Yes, the in vivo clinical validation described is essentially a standalone performance assessment. The study investigates the performance of the reprocessed sensors themselves, measuring their capability to accurately determine SpO2 and pulse rate. While a human would be monitoring the oximeter, the "performance" being evaluated is that of the sensor (the device), not a human's interpretation of its output in a clinical scenario or an AI algorithm's contribution to that interpretation. The reprocessed sensor itself is the "algorithm only" device being tested in this context.

7. The Type of Ground Truth Used

For pulse oximeter sensors, the most common "gold standard" or ground truth for oxygen saturation (SpO2) in clinical validation is:

• Co-oximetry of arterial blood samples. This involves drawing arterial blood and analyzing it with a co-oximeter to precisely measure the arterial oxygen saturation (SaO2). The SpO2 readings from the pulse oximeter are then compared to these SaO2 values.
• For pulse rate, the ground truth would typically be derived from a simultaneously measured electrocardiogram (ECG) or another highly accurate physiological monitor.

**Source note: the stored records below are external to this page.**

//! The fuzzing session configuration, loaded from a JSON file.
//!
//! The config names the instrumented target, its argument list and the
//! directories the session works with. `target_args` may contain the literal
//! token `@@`, in which case the scratch input path is substituted for it and
//! the target reads the test case from that file; without `@@` the test case
//! is fed to the target over stdin.

use std::{
    fs,
    os::unix::fs::PermissionsExt,
    path::{Path, PathBuf},
};

use libafl_bolts::Error;
use serde::Deserialize;

/// Default per-execution timeout in milliseconds.
const DEFAULT_TIMEOUT_MS: u64 = 1200;

fn default_timeout_ms() -> u64 {
    DEFAULT_TIMEOUT_MS
}

/// Everything a fuzzing session needs to know, as read from the config file.
#[derive(Debug, Clone, Deserialize)]
pub struct Config {
    /// The instrumented binary to fuzz.
    pub target: PathBuf,
    /// Arguments passed to the target. A literal `@@` is replaced with the
    /// path of `current_input`.
    #[serde(default)]
    pub target_args: Vec<String>,
    /// The initial, read-only seed corpus.
    pub seeds_folder: PathBuf,
    /// Where the grown corpus lives. Created at startup; must not pre-exist.
    pub queue_folder: PathBuf,
    /// Where crashing inputs are saved.
    pub crashes_folder: PathBuf,
    /// Scratch file the target reads each test case from.
    pub current_input: PathBuf,
    /// Timeout for a single execution, in milliseconds.
    #[serde(default = "default_timeout_ms")]
    pub timeout_ms: u64,
    /// If set, the target keeps its stdout/stderr instead of the null device.
    #[serde(default)]
    pub debug_child: bool,
}

impl Config {
    /// Loads and validates a config file.
    pub fn load<P: AsRef<Path>>(path: P) -> Result<Self, Error> {
        let path = path.as_ref();
        let raw = fs::read_to_string(path)?;
        let config: Config = serde_json::from_str(&raw).map_err(|err| {
            Error::illegal_argument(format!(
                "config file {} is not valid: {err}",
                path.display()
            ))
        })?;
        config.validate()?;
        Ok(config)
    }

    fn validate(&self) -> Result<(), Error> {
        let target_meta = fs::metadata(&self.target).map_err(|err| {
            Error::illegal_argument(format!(
                "target {} is not accessible: {err}",
                self.target.display()
            ))
        })?;
        if !target_meta.is_file() || target_meta.permissions().mode() & 0o111 == 0 {
            return Err(Error::illegal_argument(format!(
                "target {} is not an executable file",
                self.target.display()
            )));
        }

        if !self.seeds_folder.is_dir() {
            return Err(Error::illegal_argument(format!(
                "seeds folder {} is not a directory",
                self.seeds_folder.display()
            )));
        }

        // The seed corpus is copied here at startup, so a leftover queue from
        // an earlier session would corrupt the numeric naming scheme.
        if self.queue_folder.exists() {
            return Err(Error::illegal_argument(format!(
                "queue folder {} already exists, remove it or pick a fresh path",
                self.queue_folder.display()
            )));
        }

        if self.timeout_ms == 0 {
            return Err(Error::illegal_argument(
                "timeout_ms must be greater than zero",
            ));
        }

        Ok(())
    }

    /// Whether the target takes the test case over stdin rather than as a
    /// file argument.
    pub fn use_stdin(&self) -> bool {
        !self.target_args.iter().any(|arg| arg == "@@")
    }
}

#[cfg(test)]
mod tests {
    use std::fs;

    use super::*;

    fn write_executable(dir: &Path, name: &str) -> PathBuf {
        let path = dir.join(name);
        fs::write(&path, "#!/bin/sh\n").unwrap();
        let mut perms = fs::metadata(&path).unwrap().permissions();
        perms.set_mode(0o755);
        fs::set_permissions(&path, perms).unwrap();
        path
    }

    fn write_config_json(dir: &Path, target: &Path, queue: &Path) -> PathBuf {
        let seeds = dir.join("seeds");
        fs::create_dir(&seeds).unwrap();
        fs::write(seeds.join("a"), b"A").unwrap();
        let config = serde_json::json!({
            "target": target,
            "target_args": ["@@"],
            "seeds_folder": seeds,
            "queue_folder": queue,
            "crashes_folder": dir.join("crashes"),
            "current_input": dir.join(".cur_input"),
        });
        let path = dir.join("config.json");
        fs::write(&path, config.to_string()).unwrap();
        path
    }

    #[test]
    fn loads_valid_config() {
        let dir = tempfile::tempdir().unwrap();
        let target = write_executable(dir.path(), "target");
        let path = write_config_json(dir.path(), &target, &dir.path().join("queue"));

        let config = Config::load(&path).unwrap();
        assert_eq!(config.target, target);
        assert_eq!(config.timeout_ms, DEFAULT_TIMEOUT_MS);
        assert!(!config.use_stdin());
    }

    #[test]
    fn rejects_missing_keys() {
        let dir = tempfile::tempdir().unwrap();
        let path = dir.path().join("config.json");
        fs::write(&path, r#"{"target": "/bin/true"}"#).unwrap();
        assert!(Config::load(&path).is_err());
    }

    #[test]
    fn rejects_non_executable_target() {
        let dir = tempfile::tempdir().unwrap();
        let target = dir.path().join("target");
        fs::write(&target, b"").unwrap();
        let mut perms = fs::metadata(&target).unwrap().permissions();
        perms.set_mode(0o644);
        fs::set_permissions(&target, perms).unwrap();
        let path = write_config_json(dir.path(), &target, &dir.path().join("queue"));
        assert!(Config::load(&path).is_err());
    }

    #[test]
    fn rejects_existing_queue_folder() {
        let dir = tempfile::tempdir().unwrap();
        let target = write_executable(dir.path(), "target");
        let queue = dir.path().join("queue");
        fs::create_dir(&queue).unwrap();
        let path = write_config_json(dir.path(), &target, &queue);
        assert!(Config::load(&path).is_err());
    }

    #[test]
    fn stdin_mode_without_file_token() {
        let dir = tempfile::tempdir().unwrap();
        let target = write_executable(dir.path(), "target");
        let seeds = dir.path().join("seeds");
        fs::create_dir(&seeds).unwrap();
        fs::write(seeds.join("a"), b"A").unwrap();
        let config = serde_json::json!({
            "target": target,
            "target_args": ["-q"],
            "seeds_folder": seeds,
            "queue_folder": dir.path().join("queue"),
            "crashes_folder": dir.path().join("crashes"),
            "current_input": dir.path().join(".cur_input"),
            "timeout_ms": 500,
        });
        let path = dir.path().join("config.json");
        fs::write(&path, config.to_string()).unwrap();

        let config = Config::load(&path).unwrap();
        assert!(config.use_stdin());
        assert_eq!(config.timeout_ms, 500);
    }
}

The document states "an in vivo clinical validation" but does not explicitly detail the specific gold standard or ground truth methods used (e.g., co-oximetry). However, based on standard practices for pulse oximeter validation, these are the expected ground truth methodologies.

8. The Sample Size for the Training Set

The document does not mention or describe a "training set." This is expected because the reprocessed pulse oximeter sensors are not an AI/machine learning device that requires a training phase. Their function is based on established optical principles, and the validation aims to confirm that the reprocessing does not compromise these principles or the sensor's performance.

9. How the Ground Truth for the Training Set Was Established

As no training set is mentioned or applicable to this type of device, this question is not relevant to the information provided in the document.